Dans les salles des marchés de Londres et de New York, la nouvelle s’est traduite par une vague de ventes. Le baril de Brent, qui atteignait près de 92 dollars après l’imposition du blocus, a été abandonné 10% en seulement 48 heures. La courbe des contrats à terme montre une forte baisse des échéances plus courtes, signe que les traders anticipent une normalisation rapide du trafic des pétroliers. « Le marché évalue la crédibilité du parapluie américain », expliquent des sources du secteur de l’énergie consultées par Merca2.es. « Si Washington peut garantir un rythme stable, la prime de risque géopolitique s’évapore. »

Le détroit d’Ormuz canalise environ 20 % du trafic mondial de pétrole brut et de produits raffinés. Toute interruption prolongée déclenche immédiatement l’alarme à Bruxelles, Pékin, Tokyo et bien sûr à Madrid. L’Espagne importe environ 12 % de son pétrole du Moyen-Orient, une dépendance qui rend l’économie nationale particulièrement sensible aux incidents dans le Golfe. La baisse du Brent atténue donc la pression sur les prix des carburants et sur l’inflation sous-jacente, à l’heure où la reprise européenne reste fragile.

Toutefois, la volatilité reste extrême. Le cessez-le-feu entre les États-Unis et l’Iran reste en vigueur mais fragile : il y a eu ces derniers jours un échange de tirs d’artillerie qui a détruit six vedettes rapides iraniennes et plusieurs drones d’attaque. Les analystes du renseignement préviennent que Téhéran pourrait utiliser la trêve pour repositionner ses actifs et ses réseaux miniers.

Équilibre des pouvoirs

La lecture stratégique de ce mouvement va au-delà de la situation du Brent. Ce que nous observons est un modèle dans lequel Washington utilise la dissuasion navale comme outil de stabilisation économique mondiale. En garantissant une voie sûre sans lancer une opération de ratissage à grande échelle – pour laquelle, pour l’instant, il ne dispose pas de ressources suffisantes dans la région – le Pentagone de Hegseth donne la priorité à l’envoi de signaux au marché plutôt qu’à une action militaire décisive. Le message est le suivant : la liberté de navigation est maintenue, même si la menace demeure. Il s’agit d’une décision politique lourde de calculs : la stabilisation des prix du pétrole brut profite à une administration Trump confrontée à des pressions inflationnistes intérieures et à une campagne de réélection imminente.

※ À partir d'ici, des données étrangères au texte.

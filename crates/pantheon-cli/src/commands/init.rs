//! The `pantheon init` command.

use std::path::Path;

use anyhow::{Context, Result};

const CONFIG_FILE: &str = "pantheon.toml";

pub fn execute() -> Result<()> {
    if Path::new(CONFIG_FILE).exists() {
        println!("{CONFIG_FILE} already exists, skipping.");
        return Ok(());
    }

    std::fs::write(CONFIG_FILE, SAMPLE_CONFIG)
        .with_context(|| format!("failed to write {CONFIG_FILE}"))?;
    println!("Created {CONFIG_FILE}");

    println!("\nNext steps:");
    println!("  1. Export OPENAI_API_KEY, or point default_provider at ollama");
    println!("  2. Run: pantheon question --number 1 --category EI");
    println!("  3. Run: pantheon serve");

    Ok(())
}

const SAMPLE_CONFIG: &str = r#"# pantheon configuration

default_provider = "openai"
default_model = "gpt-4o-mini"
temperature = 0.7
max_tokens = 2048
max_retries = 3
retry_delay_ms = 1000

[server]
host = "127.0.0.1"
port = 8080

[providers.openai]
type = "openai"
api_key = "${OPENAI_API_KEY}"

[providers.ollama]
type = "ollama"
base_url = "http://localhost:11434"
"#;
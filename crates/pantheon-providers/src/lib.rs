//! pantheon-providers: LLM provider integrations.
//!
//! Implements the `LlmProvider` trait for OpenAI-compatible endpoints and
//! Ollama, plus a retry wrapper, a mock for tests, and TOML configuration.

pub mod config;
pub mod error;
mod http;
pub mod mock;
pub mod ollama;
pub mod openai;
pub mod retry;

pub use config::{
    build_provider, create_provider, load_config, load_config_from, PantheonConfig,
    ProviderConfig, ServerConfig,
};
pub use error::ProviderError;
pub use retry::RetryingProvider;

Pour l’Union européenne, cette situation représente un répit, mais aussi un nouvel avertissement sur sa vulnérabilité énergétique. La dépendance à l’égard des routes maritimes contrôlées militairement par les États-Unis est, une fois de plus, évidente. Bruxelles ne dispose pas d’une force navale expéditionnaire capable d’assurer à elle seule la sécurité dans le Golfe, et la Opération Aspides en mer Rouge a démontré les limites européennes dans ce domaine. L’Espagne, avec la base navale de Rota comme enclave stratégique de projection américaine, se trouve une fois de plus dans le centre logistique, mais sans capacité décisionnelle souveraine en matière de doctrine d’emploi.

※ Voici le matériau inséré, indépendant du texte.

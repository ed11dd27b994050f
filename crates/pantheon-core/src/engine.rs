//! Quiz orchestrator.
//!
//! Builds prompts, makes exactly one generation call per request, and hands
//! the text to the parsers. Scoring needs no generation at all.

use std::sync::Arc;
use std::time::Instant;

use anyhow::{Context, Result};

use crate::model::{AnswerTally, Axis, QuestionRecord, QuizSet};
use crate::parser::{parse_full_set, parse_single_question};
use crate::persona::PersonaRecord;
use crate::prompt::{full_set_prompt, single_question_prompt, DEFAULT_SYSTEM_PROMPT};
use crate::scoring::score;
use crate::traits::{GenerateRequest, LlmProvider};

/// Configuration for the quiz engine.
#[derive(Debug, Clone)]
pub struct QuizEngineConfig {
    /// Model identifier passed to the provider.
    pub model: String,
    /// Temperature for generation.
    pub temperature: f64,
    /// Max tokens for generation.
    pub max_tokens: u32,
    /// Optional system prompt override.
    pub system_prompt_override: Option<String>,
}

impl Default for QuizEngineConfig {
    fn default() -> Self {
        Self {
            model: "gpt-4o-mini".to_string(),
            temperature: 0.7,
            max_tokens: 2048,
            system_prompt_override: None,
        }
    }
}

/// The quiz orchestrator. Holds no per-request state and is shared freely
/// across tasks.
pub struct QuizEngine {
    provider: Arc<dyn LlmProvider>,
    config: QuizEngineConfig,
}

impl QuizEngine {
    pub fn new(provider: Arc<dyn LlmProvider>, config: QuizEngineConfig) -> Self {
        Self { provider, config }
    }

    pub fn provider_name(&self) -> &str {
        self.provider.name()
    }

    pub fn config(&self) -> &QuizEngineConfig {
        &self.config
    }

    /// Generate all twenty questions with one generation call.
    ///
    /// Only a failed generation call is an error; malformed text is repaired
    /// by the parser.
    pub async fn generate_quiz_set(&self) -> Result<QuizSet> {
        let text = self
            .call(full_set_prompt())
            .await
            .context("failed to generate quiz set")?;
        Ok(parse_full_set(&text))
    }

    /// Generate one question for a 1-based slot and axis.
    pub async fn generate_question(&self, number: usize, axis: Axis) -> Result<QuestionRecord> {
        let text = self
            .call(single_question_prompt(number, axis))
            .await
            .with_context(|| format!("failed to generate question {number} ({axis})"))?;
        Ok(parse_single_question(&text, axis))
    }

    /// Score a tally and look up its persona.
    pub fn compute_result(&self, tally: &AnswerTally) -> &'static PersonaRecord {
        let code = score(tally);
        tracing::debug!(%code, total = tally.total(), "scored tally");
        code.persona()
    }

    async fn call(&self, prompt: String) -> Result<String> {
        let request = GenerateRequest {
            model: self.config.model.clone(),
            prompt,
            system_prompt: Some(
                self.config
                    .system_prompt_override
                    .clone()
                    .unwrap_or_else(|| DEFAULT_SYSTEM_PROMPT.to_string()),
            ),
            max_tokens: self.config.max_tokens,
            temperature: self.config.temperature,
        };

        let start = Instant::now();
        match self.provider.generate(&request).await {
            Ok(response) => {
                tracing::info!(
                    provider = self.provider.name(),
                    model = %response.model,
                    latency_ms = start.elapsed().as_millis() as u64,
                    completion_tokens = response.token_usage.completion_tokens,
                    "generation complete"
                );
                Ok(response.content)
            }
            Err(e) => {
                tracing::error!("generation failed via {}: {e:#}", self.provider.name());
                Err(e)
            }
        }
    }
}

#[cfg(test)]
mod tests {
    use super::*;
    use std::sync::Mutex;

    use async_trait::async_trait;

    use crate::error::ProviderError;
    use crate::model::{TraitLetter, FULL_SET_SIZE};
    use crate::persona::TypeCode;
    use crate::traits::{GenerateResponse, ModelInfo, TokenUsage};

    /// Returns canned text, or fails when `content` is `None`.
    struct StubProvider {
        content: Option<String>,
        prompts: Mutex<Vec<GenerateRequest>>,
    }

    impl StubProvider {
        fn new(content: Option<&str>) -> Arc<Self> {
            Arc::new(Self {
                content: content.map(str::to_string),
                prompts: Mutex::new(Vec::new()),
            })
        }
    }

    #[async_trait]
    impl LlmProvider for StubProvider {
        fn name(&self) -> &str {
            "stub"
        }

        async fn generate(&self, request: &GenerateRequest) -> anyhow::Result<GenerateResponse> {
            self.prompts.lock().unwrap().push(request.clone());
            match &self.content {
                Some(content) => Ok(GenerateResponse {
                    content: content.clone(),
                    model: request.model.clone(),
                    token_usage: TokenUsage::default(),
                    latency_ms: 0,
                }),
                None => Err(ProviderError::Timeout(30).into()),
            }
        }

        fn available_models(&self) -> Vec<ModelInfo> {
            vec![]
        }
    }

    #[tokio::test]
    async fn quiz_set_is_parsed_from_generated_text() {
        let provider = StubProvider::new(Some(
            "질문1: 주말엔? | 답변A: 나간다 | 유형: E | 답변B: 쉰다 | 유형: I",
        ));
        let engine = QuizEngine::new(provider.clone(), QuizEngineConfig::default());

        let set = engine.generate_quiz_set().await.unwrap();
        assert_eq!(set.questions.len(), FULL_SET_SIZE);
        assert_eq!(set.questions[0].question, "주말엔?");
        assert_eq!(set.questions[1].question, "질문 2");

        let requests = provider.prompts.lock().unwrap();
        assert_eq!(requests.len(), 1);
        assert!(requests[0].prompt.contains("Create 20 MBTI questions"));
        assert_eq!(requests[0].model, "gpt-4o-mini");
        assert_eq!(
            requests[0].system_prompt.as_deref(),
            Some(DEFAULT_SYSTEM_PROMPT)
        );
    }

    #[tokio::test]
    async fn single_question_uses_slot_topic() {
        let provider = StubProvider::new(Some("질문: 마감은?\n답변A: 미리 한다\n답변B: 몰아서 한다"));
        let engine = QuizEngine::new(provider.clone(), QuizEngineConfig::default());

        let q = engine.generate_question(4, Axis::JP).await.unwrap();
        assert_eq!(q.question, "마감은?");
        assert_eq!(q.answers[0].trait_letter, TraitLetter::J);
        assert_eq!(q.answers[1].trait_letter, TraitLetter::P);

        let requests = provider.prompts.lock().unwrap();
        assert!(requests[0].prompt.contains("question number 4"));
    }

    #[tokio::test]
    async fn system_prompt_override_is_sent() {
        let provider = StubProvider::new(Some(""));
        let config = QuizEngineConfig {
            system_prompt_override: Some("custom".into()),
            ..Default::default()
        };
        let engine = QuizEngine::new(provider.clone(), config);
        engine.generate_question(1, Axis::EI).await.unwrap();

        let requests = provider.prompts.lock().unwrap();
        assert_eq!(requests[0].system_prompt.as_deref(), Some("custom"));
    }

    #[tokio::test]
    async fn generation_failure_is_an_error() {
        let engine = QuizEngine::new(StubProvider::new(None), QuizEngineConfig::default());
        let err = engine.generate_quiz_set().await.unwrap_err();
        assert!(err.downcast_ref::<ProviderError>().is_some());
        assert!(engine.generate_question(1, Axis::EI).await.is_err());
    }

    #[test]
    fn result_needs_no_generation() {
        let provider = StubProvider::new(None);
        let engine = QuizEngine::new(provider.clone(), QuizEngineConfig::default());
        let persona = engine.compute_result(&AnswerTally::new());
        assert_eq!(persona.type_code, TypeCode::INFP);
        assert!(provider.prompts.lock().unwrap().is_empty());
    }

    #[test]
    fn result_handles_saturated_counts_with_debug_logging() {
        let subscriber = tracing_subscriber::fmt()
            .with_max_level(tracing::Level::DEBUG)
            .with_test_writer()
            .finish();
        let engine = QuizEngine::new(StubProvider::new(None), QuizEngineConfig::default());

        let mut tally = AnswerTally::new();
        tally.set(TraitLetter::E, u32::MAX);
        tally.set(TraitLetter::I, 1);
        tally.set(TraitLetter::P, u32::MAX);

        let persona =
            tracing::subscriber::with_default(subscriber, || engine.compute_result(&tally));
        assert_eq!(persona.type_code, TypeCode::ENFP);
    }
}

Le risque immédiat est double. Premièrement, la possibilité que l’Iran interprète l’ouverture de la voie comme une opportunité de miner les zones adjacentes et de provoquer un incident qui échappe à tout contrôle diplomatique. Deuxièmement, la pression sur Oman, qui devient un acteur clé en accueillant la route sûre dans ses eaux territoriales et qui devra gérer un trafic dense sans capacité de répondre à une crise de pollution ou de sabotage. Dans les deux cas, le Brent monterait en flèche à nouveau. Le calme actuel est réel, mais il est soutenu par un rapport de forces extraordinairement précaire.

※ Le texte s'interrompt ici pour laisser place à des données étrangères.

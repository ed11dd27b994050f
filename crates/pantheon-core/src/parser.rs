//! Generated-text parsers.
//!
//! Turns free-form generator output into question records. Neither parser
//! returns an error: anything that does not match the grammar is logged and
//! replaced by placeholder content, so callers always get a complete,
//! well-formed result.

use thiserror::Error;

use crate::model::{AnswerChoice, Axis, QuestionRecord, QuizSet, TraitLetter, FULL_SET_SIZE};

/// Prefix of every question line.
pub const QUESTION_MARKER: &str = "질문";
/// Label of the first answer.
pub const ANSWER_A_LABEL: &str = "답변A";
/// Label of the second answer.
pub const ANSWER_B_LABEL: &str = "답변B";
/// Label of a trait-letter segment.
pub const TYPE_LABEL: &str = "유형";
/// Separates the segments of a line.
pub const DELIMITER: char = '|';

/// Separates a label from its value. The full-width colon shows up often
/// enough in Korean output to accept it too.
const LABEL_MARKERS: &[char] = &[':', '：'];

pub const PLACEHOLDER_ANSWER_A: &str = "답변 A";
pub const PLACEHOLDER_ANSWER_B: &str = "답변 B";
/// Question text used when a single-question response has none.
pub const MISSING_QUESTION_TEXT: &str = "질문을 생성하지 못했습니다";

/// Why a full-set candidate line was skipped.
#[derive(Debug, Error, PartialEq, Eq)]
enum LineRejection {
    #[error("expected 5 segments, found {0}")]
    SegmentCount(usize),

    #[error("segment {0} has no label marker")]
    MissingLabel(usize),

    #[error("segment {0} is empty")]
    EmptyField(usize),

    #[error("unrecognised trait letter {0:?}")]
    InvalidTrait(String),

    #[error("trait letters {found_a}/{found_b} do not match slot axis {expected}")]
    AxisMismatch {
        expected: Axis,
        found_a: TraitLetter,
        found_b: TraitLetter,
    },
}

/// Parse a full-set response into exactly [`FULL_SET_SIZE`] questions.
///
/// Accepted lines keep their order; the remaining slots are filled with
/// placeholders for those slot numbers. A candidate line is accepted only if
/// its trait letters are the pair for the slot it would occupy.
pub fn parse_full_set(response: &str) -> QuizSet {
    let mut questions = Vec::with_capacity(FULL_SET_SIZE);

    for raw in response.lines() {
        if questions.len() >= FULL_SET_SIZE {
            break;
        }
        let line = strip_decoration(raw);
        if !line.starts_with(QUESTION_MARKER) {
            continue;
        }

        let slot = questions.len() + 1;
        match parse_full_set_line(line, Axis::for_slot(slot)) {
            Ok(record) => questions.push(record),
            Err(reason) => {
                tracing::warn!(slot, %reason, "skipping malformed question line: {line}");
            }
        }
    }

    let accepted = questions.len();
    if accepted < FULL_SET_SIZE {
        tracing::info!(
            accepted,
            filled = FULL_SET_SIZE - accepted,
            "filling missing questions with placeholders"
        );
    }
    questions.extend((accepted + 1..=FULL_SET_SIZE).map(placeholder_question));

    QuizSet { questions }
}

/// Placeholder record for a 1-based slot.
pub fn placeholder_question(slot: usize) -> QuestionRecord {
    let axis = Axis::for_slot(slot);
    QuestionRecord {
        question: format!("{QUESTION_MARKER} {slot}"),
        answers: [
            AnswerChoice::new(PLACEHOLDER_ANSWER_A, axis.first()),
            AnswerChoice::new(PLACEHOLDER_ANSWER_B, axis.second()),
        ],
    }
}

// 질문N: q | 답변A: a | 유형: X | 답변B: b | 유형: Y
fn parse_full_set_line(line: &str, axis: Axis) -> Result<QuestionRecord, LineRejection> {
    let segments: Vec<&str> = line.split(DELIMITER).collect();
    if segments.len() != 5 {
        return Err(LineRejection::SegmentCount(segments.len()));
    }

    let values = segments
        .iter()
        .enumerate()
        .map(|(i, segment)| {
            let (_, value) = segment
                .split_once(LABEL_MARKERS)
                .ok_or(LineRejection::MissingLabel(i))?;
            let value = value.trim().trim_matches('*').trim();
            if value.is_empty() {
                return Err(LineRejection::EmptyField(i));
            }
            Ok(value)
        })
        .collect::<Result<Vec<_>, _>>()?;

    let letter_a = parse_letter(values[2])?;
    let letter_b = parse_letter(values[4])?;
    if !axis.contains(letter_a) || letter_b != letter_a.opposite() {
        return Err(LineRejection::AxisMismatch {
            expected: axis,
            found_a: letter_a,
            found_b: letter_b,
        });
    }

    Ok(QuestionRecord {
        question: values[0].to_string(),
        answers: [
            AnswerChoice::new(values[1], letter_a),
            AnswerChoice::new(values[3], letter_b),
        ],
    })
}

fn parse_letter(value: &str) -> Result<TraitLetter, LineRejection> {
    value
        .parse()
        .map_err(|_| LineRejection::InvalidTrait(value.to_string()))
}

/// Parse a single-question response for the given axis.
///
/// Missing question text, answer text, or trait letters are replaced with
/// fixed fallbacks; trait letters always come out as the two letters of
/// `axis`.
pub fn parse_single_question(response: &str, axis: Axis) -> QuestionRecord {
    let mut question = String::new();
    let mut answer_a = AnswerLine::default();
    let mut answer_b = AnswerLine::default();

    for raw in response.lines() {
        let line = strip_decoration(raw);
        if let Some(rest) = strip_label(line, ANSWER_A_LABEL) {
            answer_a = AnswerLine::parse(rest, axis);
        } else if let Some(rest) = strip_label(line, ANSWER_B_LABEL) {
            answer_b = AnswerLine::parse(rest, axis);
        } else if let Some(rest) = strip_label(line, QUESTION_MARKER) {
            question = rest.to_string();
        }
    }

    if question.is_empty() {
        tracing::warn!(%axis, "generated text had no question line");
        question = MISSING_QUESTION_TEXT.to_string();
    }

    let (letter_a, letter_b) = match (answer_a.letter, answer_b.letter) {
        (Some(a), Some(b)) if a != b => (a, b),
        (Some(a), _) => (a, a.opposite()),
        (None, Some(b)) => (b.opposite(), b),
        (None, None) => (axis.first(), axis.second()),
    };

    QuestionRecord {
        question,
        answers: [
            AnswerChoice::new(answer_a.text_or(PLACEHOLDER_ANSWER_A), letter_a),
            AnswerChoice::new(answer_b.text_or(PLACEHOLDER_ANSWER_B), letter_b),
        ],
    }
}

#[derive(Debug, Default)]
struct AnswerLine {
    text: String,
    letter: Option<TraitLetter>,
}

impl AnswerLine {
    /// `text | 유형: X`; the trait segment is optional.
    fn parse(rest: &str, axis: Axis) -> Self {
        let (text, trait_segment) = match rest.split_once(DELIMITER) {
            Some((text, segment)) => (text, Some(segment)),
            None => (rest, None),
        };

        let letter = trait_segment.and_then(|segment| {
            let value = segment
                .split_once(LABEL_MARKERS)
                .map_or(segment, |(_, v)| v);
            match value.parse::<TraitLetter>() {
                Ok(letter) if axis.contains(letter) => Some(letter),
                _ => {
                    tracing::debug!(%axis, "ignoring trait segment {segment:?}");
                    None
                }
            }
        });

        Self {
            text: text.trim().to_string(),
            letter,
        }
    }

    fn text_or(self, fallback: &str) -> String {
        if self.text.is_empty() {
            fallback.to_string()
        } else {
            self.text
        }
    }
}

/// If `line` starts with `label`, optionally followed by digits or spaces and
/// then a label marker, return the trimmed text after the marker.
fn strip_label<'a>(line: &'a str, label: &str) -> Option<&'a str> {
    let rest = line.strip_prefix(label)?;
    let rest = rest.trim_start_matches(|c: char| c.is_ascii_digit() || c.is_whitespace() || c == '*');
    let rest = rest.strip_prefix(LABEL_MARKERS)?;
    Some(rest.trim_start_matches('*').trim())
}

/// Trim whitespace and leading markdown bullets or emphasis.
fn strip_decoration(line: &str) -> &str {
    line.trim()
        .trim_start_matches(|c: char| matches!(c, '-' | '*' | '#' | '>') || c.is_whitespace())
}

Le précédent du Opération Earnest Will (1987-1988), dans lequel la marine américaine escortait des pétroliers koweïtiens sous pavillon de complaisance pendant la guerre Iran-Irak, offre un miroir inconfortable. Puis, une mine iranienne a failli couler la frégate USS Samuel B.Roberts et a provoqué la plus grande bataille navale de surface depuis 1945. L’histoire ne se répète pas, mais elle rime fréquemment dans le golfe Persique. La prochaine réunion clé est celle du Conseil de sécurité de l’ONU, le 12 mai, où sera examinée le respect de la cessation des hostilités. En attendant, la communauté internationale retient son souffle.